[GIVEN RECORDS]
========================================================================
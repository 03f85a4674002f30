use crate::traits::{Storage, StorageError, StorageResult};
use crate::url::PublicUrlTemplate;
use crate::StorageBackend;
use async_trait::async_trait;
use bytes::Bytes;
use object_store::aws::{AmazonS3, AmazonS3Builder};
use object_store::path::Path;
use object_store::Error as ObjectStoreError;
use object_store::{
    Attribute, Attributes, ObjectStore, ObjectStoreExt, PutOptions, PutPayload,
    Result as ObjectResult,
};

/// S3 storage implementation
///
/// Objects written under an existing key replace it: buckets with ACLs disabled
/// and bucket-owner-enforced ownership never rename on collision.
#[derive(Clone)]
pub struct S3Storage {
    store: AmazonS3,
    bucket: String,
    url_template: PublicUrlTemplate,
}

impl S3Storage {
    /// Create a new S3Storage instance
    ///
    /// # Arguments
    /// * `bucket` - S3 bucket name
    /// * `region` - AWS region (or region identifier for S3-compatible providers)
    /// * `endpoint_url` - Optional custom endpoint URL for S3-compatible providers
    ///   (e.g., "http://localhost:9000" for MinIO)
    /// * `url_template` - Public URL template; defaults to the bucket's own URL layout
    pub async fn new(
        bucket: String,
        region: String,
        endpoint_url: Option<String>,
        url_template: Option<PublicUrlTemplate>,
    ) -> StorageResult<Self> {
        // Credentials come from the environment (AWS_ACCESS_KEY_ID etc.).
        let mut builder = AmazonS3Builder::from_env()
            .with_region(region.clone())
            .with_bucket_name(bucket.clone());

        if let Some(ref endpoint) = endpoint_url {
            let allow_http = endpoint.starts_with("http://");
            builder = builder
                .with_endpoint(endpoint.clone())
                .with_allow_http(allow_http);
        }

        let store = builder
            .build()
            .map_err(|e| StorageError::ConfigError(e.to_string()))?;

        let url_template = url_template.unwrap_or_else(|| {
            PublicUrlTemplate::s3_default(&bucket, &region, endpoint_url.as_deref())
        });

        Ok(S3Storage {
            store,
            bucket,
            url_template,
        })
    }

    pub fn bucket(&self) -> &str {
        &self.bucket
    }

    async fn put(
        &self,
        storage_key: &str,
        data: Vec<u8>,
        content_type: &str,
        op: &'static str,
    ) -> StorageResult<()> {
        let size = data.len() as u64;
        let location = Path::from(storage_key.to_string());
        let start = std::time::Instant::now();

        let result: ObjectResult<_> = self
            .store
            .put_opts(
                &location,
                PutPayload::from(Bytes::from(data)),
                put_options(content_type),
            )
            .await;

        result.map_err(|e| {
            tracing::error!(
                error = %e,
                bucket = %self.bucket,
                key = %storage_key,
                size_bytes = size,
                duration_ms = start.elapsed().as_secs_f64() * 1000.0,
                operation = op,
                "S3 upload failed"
            );
            StorageError::UploadFailed(e.to_string())
        })?;

        tracing::info!(
            bucket = %self.bucket,
            key = %storage_key,
            content_type = %content_type,
            size_bytes = size,
            duration_ms = start.elapsed().as_secs_f64() * 1000.0,
            operation = op,
            "S3 upload successful"
        );

        Ok(())
    }
}

/// Object attributes for a put; an empty content type is left unset.
fn put_options(content_type: &str) -> PutOptions {
    let content_type = content_type.trim();
    if content_type.is_empty() {
        return PutOptions::default();
    }
    let attributes: Attributes =
        [(Attribute::ContentType, content_type.to_string())].into_iter().collect();
    attributes.into()
}

#[async_trait]
impl Storage for S3Storage {
    async fn save(
        &self,
        storage_key: &str,
        data: Vec<u8>,
        content_type: &str,
    ) -> StorageResult<(String, String)> {
        self.put(storage_key, data, content_type, "save").await?;
        Ok((storage_key.to_string(), self.public_url(storage_key)))
    }

    async fn upload_with_key(
        &self,
        storage_key: &str,
        data: Vec<u8>,
        content_type: &str,
    ) -> StorageResult<String> {
        self.put(storage_key, data, content_type, "upload_with_key")
            .await?;
        Ok(self.public_url(storage_key))
    }

    async fn download(&self, storage_key: &str) -> StorageResult<Vec<u8>> {
        let start = std::time::Instant::now();
        let location = Path::from(storage_key.to_string());

        let result: ObjectResult<_> = self.store.get(&location).await;

        let result = result.map_err(|e| match e {
            ObjectStoreError::NotFound { .. } => StorageError::NotFound(storage_key.to_string()),
            other => {
                tracing::error!(
                    error = %other,
                    bucket = %self.bucket,
                    key = %storage_key,
                    duration_ms = start.elapsed().as_secs_f64() * 1000.0,
                    "S3 download failed"
                );
                StorageError::DownloadFailed(other.to_string())
            }
        })?;

        let bytes = result
            .bytes()
            .await
            .map_err(|e| StorageError::DownloadFailed(e.to_string()))?;

        tracing::debug!(
            bucket = %self.bucket,
            key = %storage_key,
            size_bytes = bytes.len(),
            duration_ms = start.elapsed().as_secs_f64() * 1000.0,
            "S3 download successful"
        );

        Ok(bytes.to_vec())
    }

    async fn delete(&self, storage_key: &str) -> StorageResult<()> {
        let location = Path::from(storage_key.to_string());

        let result: ObjectResult<_> = self.store.delete(&location).await;

        result.map_err(|e| {
            tracing::error!(
                error = %e,
                bucket = %self.bucket,
                key = %storage_key,
                "S3 delete failed"
            );
            StorageError::DeleteFailed(e.to_string())
        })?;

        tracing::info!(bucket = %self.bucket, key = %storage_key, "S3 delete successful");

        Ok(())
    }

    async fn exists(&self, storage_key: &str) -> StorageResult<bool> {
        let location = Path::from(storage_key.to_string());
        match self.store.head(&location).await {
            Ok(_) => Ok(true),
            Err(ObjectStoreError::NotFound { .. }) => Ok(false),
            Err(e) => Err(StorageError::BackendError(e.to_string())),
        }
    }

    async fn content_length(&self, storage_key: &str) -> StorageResult<u64> {
        let location = Path::from(storage_key.to_string());
        match self.store.head(&location).await {
            Ok(meta) => Ok(meta.size),
            Err(ObjectStoreError::NotFound { .. }) => {
                Err(StorageError::NotFound(storage_key.to_string()))
            }
            Err(e) => Err(StorageError::BackendError(e.to_string())),
        }
    }

    fn public_url(&self, storage_key: &str) -> String {
        self.url_template.url_for(storage_key)
    }

    fn backend_type(&self) -> StorageBackend {
        StorageBackend::S3
    }
}

#[cfg(all(test, feature = "storage-s3"))]
mod tests {
    use super::*;

    #[test]
    fn test_put_options_carry_content_type() {
        let opts = put_options("image/jpeg");
        assert_eq!(
            opts.attributes.get(&Attribute::ContentType).map(|v| &**v),
            Some("image/jpeg")
        );

        assert!(put_options("").attributes.is_empty());
    }

    #[tokio::test]
    async fn test_public_url_defaults_to_bucket_host() {
        let storage = S3Storage::new("chat-files".to_string(), "us-east-1".to_string(), None, None)
            .await
            .unwrap();
        assert_eq!(storage.backend_type(), StorageBackend::S3);
        assert_eq!(
            storage.public_url("message/a.png"),
            "https://chat-files.s3.us-east-1.amazonaws.com/message/a.png"
        );
    }

    #[tokio::test]
    async fn test_public_url_uses_custom_template() {
        let template =
            PublicUrlTemplate::parse("https://cdn.example.com/{bucket}/", Some("chat-files"), None)
                .unwrap();
        let storage = S3Storage::new(
            "chat-files".to_string(),
            "us-east-1".to_string(),
            Some("http://localhost:9000".to_string()),
            Some(template),
        )
        .await
        .unwrap();
        assert_eq!(
            storage.public_url("media/seth.jpg"),
            "https://cdn.example.com/chat-files/media/seth.jpg"
        );
    }
}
========================================================================
[TASK TO CARRY OUT] In the data above, copy every line where the string "StorageError" appears.

[WRITTEN SOLUTION]
use crate::traits::{Storage, StorageError, StorageResult};
            .map_err(|e| StorageError::ConfigError(e.to_string()))?;
            StorageError::UploadFailed(e.to_string())
            ObjectStoreError::NotFound { .. } => StorageError::NotFound(storage_key.to_string()),
                StorageError::DownloadFailed(other.to_string())
            .map_err(|e| StorageError::DownloadFailed(e.to_string()))?;
            StorageError::DeleteFailed(e.to_string())
            Err(e) => Err(StorageError::BackendError(e.to_string())),
                Err(StorageError::NotFound(storage_key.to_string()))
            Err(e) => Err(StorageError::BackendError(e.to_string())),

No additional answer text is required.